- **Extracted records**:
-- Opening Marker --

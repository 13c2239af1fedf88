use bytes::Bytes;
use nexum_se_apdu::utils::to_little_endian_chunks;

use crate::chains::Blockchain;
use crate::object::StoredObject;

/// Result of reading an object that may be provisioned on demand
#[derive(Debug, Clone, PartialEq, Eq)]
pub enum ReadOutcome {
    /// Object was already present
    Found(StoredObject),
    /// Object was created and read back
    CreatedThenFound(StoredObject),
    /// Object is absent and no provisioning was attempted
    NotAvailable,
}

impl ReadOutcome {
    /// The object, if one was read
    pub const fn object(&self) -> Option<&StoredObject> {
        match self {
            Self::Found(object) | Self::CreatedThenFound(object) => Some(object),
            Self::NotAvailable => None,
        }
    }

    /// Take the object, if one was read
    pub fn into_object(self) -> Option<StoredObject> {
        match self {
            Self::Found(object) | Self::CreatedThenFound(object) => Some(object),
            Self::NotAvailable => None,
        }
    }

    /// Whether the object was created during this read
    pub const fn was_created(&self) -> bool {
        matches!(self, Self::CreatedThenFound(_))
    }
}

/// Verified identity material read from the element
#[derive(Debug, Clone, PartialEq, Eq)]
pub struct Identity {
    /// Public key bytes, reversed per 32-byte chunk
    pub wallet_address: Bytes,
    /// The verified public key object as stored
    pub public_key: StoredObject,
    /// Whether the key was generated during this read
    pub key_created: bool,
    /// Asset identifier without its chain id prefix
    pub asset: Option<Bytes>,
    /// Chain named by the asset's leading byte
    pub blockchain: Option<Blockchain>,
}

impl Identity {
    pub(crate) fn new(key: ReadOutcome, asset: ReadOutcome) -> Option<Self> {
        let key_created = key.was_created();
        let public_key = key.into_object()?;
        let wallet_address = to_little_endian_chunks(&public_key.data);

        let (asset, blockchain) = match asset.into_object() {
            Some(object) => match object.data.first() {
                Some(&chain_id) => (Some(object.data.slice(1..)), Blockchain::by_id(chain_id)),
                None => (Some(Bytes::new()), None),
            },
            None => (None, None),
        };

        Some(Self {
            wallet_address,
            public_key,
            key_created,
            asset,
            blockchain,
        })
    }
}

-- Closing Marker --

- **Exercise**:
Working from the entries above, find every line in which the word "data" occurs and copy it.

- **Result**:
        let wallet_address = to_little_endian_chunks(&public_key.data);
            Some(object) => match object.data.first() {
                Some(&chain_id) => (Some(object.data.slice(1..)), Blockchain::by_id(chain_id)),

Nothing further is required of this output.